> [LISTED ENTRIES]:
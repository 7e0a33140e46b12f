pub mod generation;
pub mod pdf_extract;
pub mod pdf_render;
pub mod prompts;
pub mod strategy;

pub use generation::{GeminiClient, StudyGenerator};
pub use pdf_extract::{LopdfExtractor, PdfParser, TextExtractor};
pub use pdf_render::PdfRenderer;
pub use prompts::{Attachment, GenerationRequest};
pub use strategy::ContentStrategy;
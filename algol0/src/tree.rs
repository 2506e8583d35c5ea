//! Labelled n-ary trees
//!
//! One node shape serves the derivation tree, the draft AST and the
//! rearranged AST: a label (grammar variable or terminal token) and an
//! ordered list of owned children.

use std::fmt;

use crate::token::{Token, TokenKind};

/// Grammar variables (nonterminals)
#[derive(Debug, Clone, Copy, PartialEq, Eq, Hash)]
pub enum Variable {
    Program,
    Code,
    InstList,
    NextInst,
    Instruction,
    Assign,
    ExprArith,
    ExprArithPrime,
    Prod,
    ProdPrime,
    Atom,
    If,
    IfSeq,
    Cond,
    CondPrime,
    CondAnd,
    CondAndPrime,
    SimpleCond,
    Comp,
    While,
    For,
    Print,
    Read,
}

impl Variable {
    pub fn name(&self) -> &'static str {
        match self {
            Variable::Program => "<Program>",
            Variable::Code => "<Code>",
            Variable::InstList => "<InstList>",
            Variable::NextInst => "<NextInst>",
            Variable::Instruction => "<Instruction>",
            Variable::Assign => "<Assign>",
            Variable::ExprArith => "<ExprArith>",
            Variable::ExprArithPrime => "<ExprArith'>",
            Variable::Prod => "<Prod>",
            Variable::ProdPrime => "<Prod'>",
            Variable::Atom => "<Atom>",
            Variable::If => "<If>",
            Variable::IfSeq => "<IfSeq>",
            Variable::Cond => "<Cond>",
            Variable::CondPrime => "<Cond'>",
            Variable::CondAnd => "<CondAnd>",
            Variable::CondAndPrime => "<CondAnd'>",
            Variable::SimpleCond => "<SimpleCond>",
            Variable::Comp => "<Comp>",
            Variable::While => "<While>",
            Variable::For => "<For>",
            Variable::Print => "<Print>",
            Variable::Read => "<Read>",
        }
    }

    /// Arithmetic and boolean chains that get rearranged into binary trees
    pub fn is_chain(&self) -> bool {
        matches!(self, Variable::ExprArith | Variable::Cond)
    }
}

impl fmt::Display for Variable {
    fn fmt(&self, f: &mut fmt::Formatter<'_>) -> fmt::Result {
        f.write_str(self.name())
    }
}

/// Node label: a grammar variable or a terminal token
#[derive(Debug, Clone, PartialEq, Eq)]
pub enum Label {
    NonTerminal(Variable),
    Terminal(Token),
}

impl Label {
    pub fn is_terminal(&self) -> bool {
        matches!(self, Label::Terminal(_))
    }
}

impl fmt::Display for Label {
    fn fmt(&self, f: &mut fmt::Formatter<'_>) -> fmt::Result {
        match self {
            Label::NonTerminal(variable) => write!(f, "{}", variable),
            Label::Terminal(token) => f.write_str(&token.text()),
        }
    }
}

/// A tree node owning its children
#[derive(Debug, Clone, PartialEq, Eq)]
pub struct Tree {
    pub label: Label,
    pub children: Vec<Tree>,
}

/// The parser's grammar-shaped tree
pub type ParseTree = Tree;

impl Tree {
    pub fn node(variable: Variable, children: Vec<Tree>) -> Self {
        Tree {
            label: Label::NonTerminal(variable),
            children,
        }
    }

    pub fn leaf(token: Token) -> Self {
        Tree {
            label: Label::Terminal(token),
            children: Vec::new(),
        }
    }

    pub fn is_terminal(&self) -> bool {
        self.label.is_terminal()
    }

    pub fn variable(&self) -> Option<Variable> {
        match &self.label {
            Label::NonTerminal(variable) => Some(*variable),
            Label::Terminal(_) => None,
        }
    }

    pub fn token(&self) -> Option<&Token> {
        match &self.label {
            Label::Terminal(token) => Some(token),
            Label::NonTerminal(_) => None,
        }
    }

    pub fn token_kind(&self) -> Option<TokenKind> {
        self.token().map(|token| token.kind)
    }

    pub fn is(&self, variable: Variable) -> bool {
        self.variable() == Some(variable)
    }

    /// Leftmost terminal in source order
    ///
    /// A rearranged binary operator sits above its left operand, so the
    /// search continues into that operand. Prefix operators are their own
    /// leftmost token.
    pub fn first_token(&self) -> Option<&Token> {
        match &self.label {
            Label::Terminal(_) if self.children.len() == 2 => self.children[0].first_token(),
            Label::Terminal(token) => Some(token),
            Label::NonTerminal(_) => self.children.iter().find_map(Tree::first_token),
        }
    }

    /// Total node count, used in debug logging
    pub fn size(&self) -> usize {
        1 + self.children.iter().map(Tree::size).sum::<usize>()
    }

    /// Indented outline, one node per line
    pub fn outline(&self) -> String {
        let mut out = String::new();
        self.write_outline(0, &mut out);
        out
    }

    fn write_outline(&self, depth: usize, out: &mut String) {
        out.push_str(&"  ".repeat(depth));
        out.push_str(&self.label.to_string());
        out.push('\n');
        for child in &self.children {
            child.write_outline(depth + 1, out);
        }
    }
}

#[cfg(test)]
mod tests {
    use super::*;
    use crate::token::Literal;

    fn var(name: &str) -> Tree {
        Tree::leaf(Token::new(TokenKind::VarName, Some(Literal::Text(name.into())), 1, 1))
    }

    #[test]
    fn test_first_token_and_size() {
        let tree = Tree::node(
            Variable::Assign,
            vec![Tree::node(Variable::ExprArith, vec![var("a")]), var("b")],
        );
        assert_eq!(tree.size(), 4);
        assert_eq!(tree.first_token().map(Token::text), Some("a".to_string()));
    }

    #[test]
    fn test_first_token_of_operator_node() {
        // `a >= b` with `a` on line 1, after rearrangement
        let a = Tree::leaf(Token::new(TokenKind::VarName, Some(Literal::Text("a".into())), 1, 9));
        let mut ge = Tree::leaf(Token::new(TokenKind::GreaterEqual, None, 2, 3));
        ge.children = vec![a, var("b")];
        let first = ge.first_token().unwrap();
        assert_eq!((first.line, first.column), (1, 9));

        let mut not = Tree::leaf(Token::new(TokenKind::Not, None, 1, 4));
        not.children = vec![var("c")];
        assert_eq!(not.first_token().map(|t| t.kind), Some(TokenKind::Not));
    }

    #[test]
    fn test_outline() {
        let tree = Tree::node(Variable::Print, vec![var("x")]);
        assert_eq!(tree.outline(), "<Print>\n  x\n");
    }
}
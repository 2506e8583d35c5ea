//! Abstract Syntax Tree definitions for ALGOL-0
//!
//! The typed AST is read off the rearranged tree: statements become one
//! variant per form, operator nodes become `Expr::Binary`/`Expr::Unary`.

use std::fmt;

use serde::{Deserialize, Serialize};

use crate::token::{Token, TokenKind};
use crate::tree::{Tree, Variable};
use crate::{CompileError, Result};

/// A complete ALGOL-0 program: the statements between `begin` and `end`
#[derive(Debug, Clone, PartialEq, Eq)]
pub struct Program {
    pub body: Vec<Statement>,
}

/// A statement
#[derive(Debug, Clone, PartialEq, Eq)]
pub enum Statement {
    /// `x := expr`
    Assign { target: Identifier, value: Expr },
    /// `if cond then ... [else ...] endif`
    If {
        cond: Expr,
        then_body: Vec<Statement>,
        /// `None` when there is no `else` arm or the arm is empty
        else_body: Option<Vec<Statement>>,
        span: Span,
    },
    /// `while cond do ... endwhile`
    While {
        cond: Expr,
        body: Vec<Statement>,
        span: Span,
    },
    /// `for x from a by b to c do ... endwhile`
    For {
        var: Identifier,
        from: Expr,
        by: Expr,
        to: Expr,
        body: Vec<Statement>,
    },
    /// `print(x)`
    Print(Identifier),
    /// `read(x)`
    Read(Identifier),
}

impl Statement {
    /// Where the statement starts
    ///
    /// Keywords are filtered out before the AST is built, so for `if` and
    /// `while` this is the start of the condition.
    pub fn span(&self) -> Span {
        match self {
            Statement::Assign { target, .. } => target.span,
            Statement::If { span, .. } | Statement::While { span, .. } => *span,
            Statement::For { var, .. } => var.span,
            Statement::Print(var) | Statement::Read(var) => var.span,
        }
    }

    /// Construct name used in diagnostics
    pub fn kind_name(&self) -> &'static str {
        match self {
            Statement::Assign { .. } => "assignment",
            Statement::If { .. } => "if",
            Statement::While { .. } => "while",
            Statement::For { .. } => "for",
            Statement::Print(_) => "print",
            Statement::Read(_) => "read",
        }
    }
}

/// An arithmetic expression or a condition
#[derive(Debug, Clone, PartialEq, Eq)]
pub enum Expr {
    /// Binary operation: a + b, x = y, c and d
    Binary {
        left: Box<Expr>,
        op: BinaryOp,
        right: Box<Expr>,
    },
    /// Unary operation: -n, not c
    Unary { op: UnaryOp, operand: Box<Expr> },
    /// Variable reference
    Var(Identifier),
    /// Integer literal
    IntLit(i32),
}

/// Binary operators
#[derive(Debug, Clone, Copy, PartialEq, Eq, Hash)]
pub enum BinaryOp {
    // Arithmetic
    Add,
    Sub,
    Mul,
    Div,

    // Comparison
    Eq,
    Ne,
    Gt,
    Ge,
    Lt,
    Le,

    // Logical
    And,
    Or,
}

impl BinaryOp {
    fn from_token(kind: TokenKind) -> Option<Self> {
        let op = match kind {
            TokenKind::Plus => BinaryOp::Add,
            TokenKind::Minus => BinaryOp::Sub,
            TokenKind::Times => BinaryOp::Mul,
            TokenKind::Divide => BinaryOp::Div,
            TokenKind::Equal => BinaryOp::Eq,
            TokenKind::Different => BinaryOp::Ne,
            TokenKind::Greater => BinaryOp::Gt,
            TokenKind::GreaterEqual => BinaryOp::Ge,
            TokenKind::Smaller => BinaryOp::Lt,
            TokenKind::SmallerEqual => BinaryOp::Le,
            TokenKind::And => BinaryOp::And,
            TokenKind::Or => BinaryOp::Or,
            _ => return None,
        };
        Some(op)
    }

    /// Surface spelling
    pub fn symbol(&self) -> &'static str {
        match self {
            BinaryOp::Add => "+",
            BinaryOp::Sub => "-",
            BinaryOp::Mul => "*",
            BinaryOp::Div => "/",
            BinaryOp::Eq => "=",
            BinaryOp::Ne => "/=",
            BinaryOp::Gt => ">",
            BinaryOp::Ge => ">=",
            BinaryOp::Lt => "<",
            BinaryOp::Le => "<=",
            BinaryOp::And => "and",
            BinaryOp::Or => "or",
        }
    }

    pub fn is_comparison(&self) -> bool {
        matches!(
            self,
            BinaryOp::Eq | BinaryOp::Ne | BinaryOp::Gt | BinaryOp::Ge | BinaryOp::Lt | BinaryOp::Le
        )
    }

    pub fn is_logical(&self) -> bool {
        matches!(self, BinaryOp::And | BinaryOp::Or)
    }
}

impl fmt::Display for BinaryOp {
    fn fmt(&self, f: &mut fmt::Formatter<'_>) -> fmt::Result {
        f.write_str(self.symbol())
    }
}

/// Unary operators
#[derive(Debug, Clone, Copy, PartialEq, Eq, Hash)]
pub enum UnaryOp {
    Neg,
    Not,
}

impl fmt::Display for UnaryOp {
    fn fmt(&self, f: &mut fmt::Formatter<'_>) -> fmt::Result {
        match self {
            UnaryOp::Neg => write!(f, "-"),
            UnaryOp::Not => write!(f, "not"),
        }
    }
}

/// A variable name with its position
#[derive(Debug, Clone, PartialEq, Eq, Hash)]
pub struct Identifier {
    pub name: String,
    pub span: Span,
}

impl Identifier {
    pub fn new(name: impl Into<String>, span: Span) -> Self {
        Self {
            name: name.into(),
            span,
        }
    }
}

/// Source location (1-based)
#[derive(Debug, Clone, Copy, PartialEq, Eq, Hash, Default, Serialize, Deserialize)]
pub struct Span {
    pub line: usize,
    pub column: usize,
}

impl Span {
    pub fn new(line: usize, column: usize) -> Self {
        Self { line, column }
    }
}

impl From<&Token> for Span {
    fn from(token: &Token) -> Self {
        Span::new(token.line, token.column)
    }
}

impl fmt::Display for Span {
    fn fmt(&self, f: &mut fmt::Formatter<'_>) -> fmt::Result {
        write!(f, "{}:{}", self.line, self.column)
    }
}

// ----------------------------------------------------------------------------
// Conversion from the rearranged tree
// ----------------------------------------------------------------------------

impl TryFrom<&Tree> for Program {
    type Error = CompileError;

    fn try_from(tree: &Tree) -> Result<Self> {
        if !tree.is(Variable::Program) {
            return Err(CompileError::malformed(format!(
                "expected <Program>, found {}",
                tree.label
            )));
        }
        let code = tree
            .children
            .iter()
            .find(|child| child.is(Variable::Code))
            .ok_or_else(|| CompileError::malformed("<Program> has no <Code>"))?;

        Ok(Program {
            body: statements(code)?,
        })
    }
}

fn statements(code: &Tree) -> Result<Vec<Statement>> {
    if !code.is(Variable::Code) {
        return Err(CompileError::malformed(format!(
            "expected <Code>, found {}",
            code.label
        )));
    }
    code.children.iter().map(statement).collect()
}

fn child(tree: &Tree, index: usize) -> Result<&Tree> {
    tree.children.get(index).ok_or_else(|| {
        CompileError::malformed(format!(
            "{} has {} children, needed at least {}",
            tree.label,
            tree.children.len(),
            index + 1
        ))
    })
}

fn expect_arity(tree: &Tree, arity: usize) -> Result<()> {
    if tree.children.len() == arity {
        Ok(())
    } else {
        Err(CompileError::malformed(format!(
            "{} has {} children, expected {}",
            tree.label,
            tree.children.len(),
            arity
        )))
    }
}

fn span_of(tree: &Tree) -> Span {
    tree.first_token().map(Span::from).unwrap_or_default()
}

fn statement(tree: &Tree) -> Result<Statement> {
    let variable = tree.variable().ok_or_else(|| {
        CompileError::malformed(format!("stray terminal {} in statement list", tree.label))
    })?;

    match variable {
        Variable::Assign => {
            expect_arity(tree, 2)?;
            Ok(Statement::Assign {
                target: identifier(child(tree, 0)?)?,
                value: expr(child(tree, 1)?)?,
            })
        }
        Variable::If => {
            let else_body = match tree.children.len() {
                2 => None,
                3 => Some(statements(child(tree, 2)?)?).filter(|body| !body.is_empty()),
                _ => {
                    return Err(CompileError::malformed(format!(
                        "<If> has {} children",
                        tree.children.len()
                    )))
                }
            };
            Ok(Statement::If {
                cond: expr(child(tree, 0)?)?,
                then_body: statements(child(tree, 1)?)?,
                else_body,
                span: span_of(tree),
            })
        }
        Variable::While => {
            expect_arity(tree, 2)?;
            Ok(Statement::While {
                cond: expr(child(tree, 0)?)?,
                body: statements(child(tree, 1)?)?,
                span: span_of(tree),
            })
        }
        Variable::For => {
            expect_arity(tree, 5)?;
            Ok(Statement::For {
                var: identifier(child(tree, 0)?)?,
                from: expr(child(tree, 1)?)?,
                by: expr(child(tree, 2)?)?,
                to: expr(child(tree, 3)?)?,
                body: statements(child(tree, 4)?)?,
            })
        }
        Variable::Print => {
            expect_arity(tree, 1)?;
            Ok(Statement::Print(identifier(child(tree, 0)?)?))
        }
        Variable::Read => {
            expect_arity(tree, 1)?;
            Ok(Statement::Read(identifier(child(tree, 0)?)?))
        }
        other => Err(CompileError::malformed(format!(
            "{} is not a statement",
            other
        ))),
    }
}

fn identifier(tree: &Tree) -> Result<Identifier> {
    match tree.token() {
        Some(token) if token.kind == TokenKind::VarName => {
            Ok(Identifier::new(token.text(), Span::from(token)))
        }
        _ => Err(CompileError::malformed(format!(
            "expected a variable name, found {}",
            tree.label
        ))),
    }
}

fn expr(tree: &Tree) -> Result<Expr> {
    let token = tree.token().ok_or_else(|| {
        CompileError::malformed(format!("unreduced {} in expression", tree.label))
    })?;

    match (token.kind, tree.children.len()) {
        (TokenKind::VarName, 0) => identifier(tree).map(Expr::Var),
        (TokenKind::Number, 0) => token
            .int_value()
            .map(Expr::IntLit)
            .ok_or_else(|| CompileError::malformed("number token without a value")),
        (TokenKind::Minus, 1) => unary(UnaryOp::Neg, tree),
        (TokenKind::Not, 1) => unary(UnaryOp::Not, tree),
        (kind, 2) => {
            let op = BinaryOp::from_token(kind).ok_or_else(|| {
                CompileError::malformed(format!("{} is not a binary operator", kind))
            })?;
            Ok(Expr::Binary {
                left: Box::new(expr(child(tree, 0)?)?),
                op,
                right: Box::new(expr(child(tree, 1)?)?),
            })
        }
        (kind, arity) => Err(CompileError::malformed(format!(
            "{} node with {} children",
            kind, arity
        ))),
    }
}

fn unary(op: UnaryOp, tree: &Tree) -> Result<Expr> {
    Ok(Expr::Unary {
        op,
        operand: Box::new(expr(child(tree, 0)?)?),
    })
}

> [TASK OBJECTIVE]: When a line in the records above contains the word "static", copy it.

> [ANSWER BOX]:
    pub fn name(&self) -> &'static str {
    pub fn kind_name(&self) -> &'static str {
    pub fn symbol(&self) -> &'static str {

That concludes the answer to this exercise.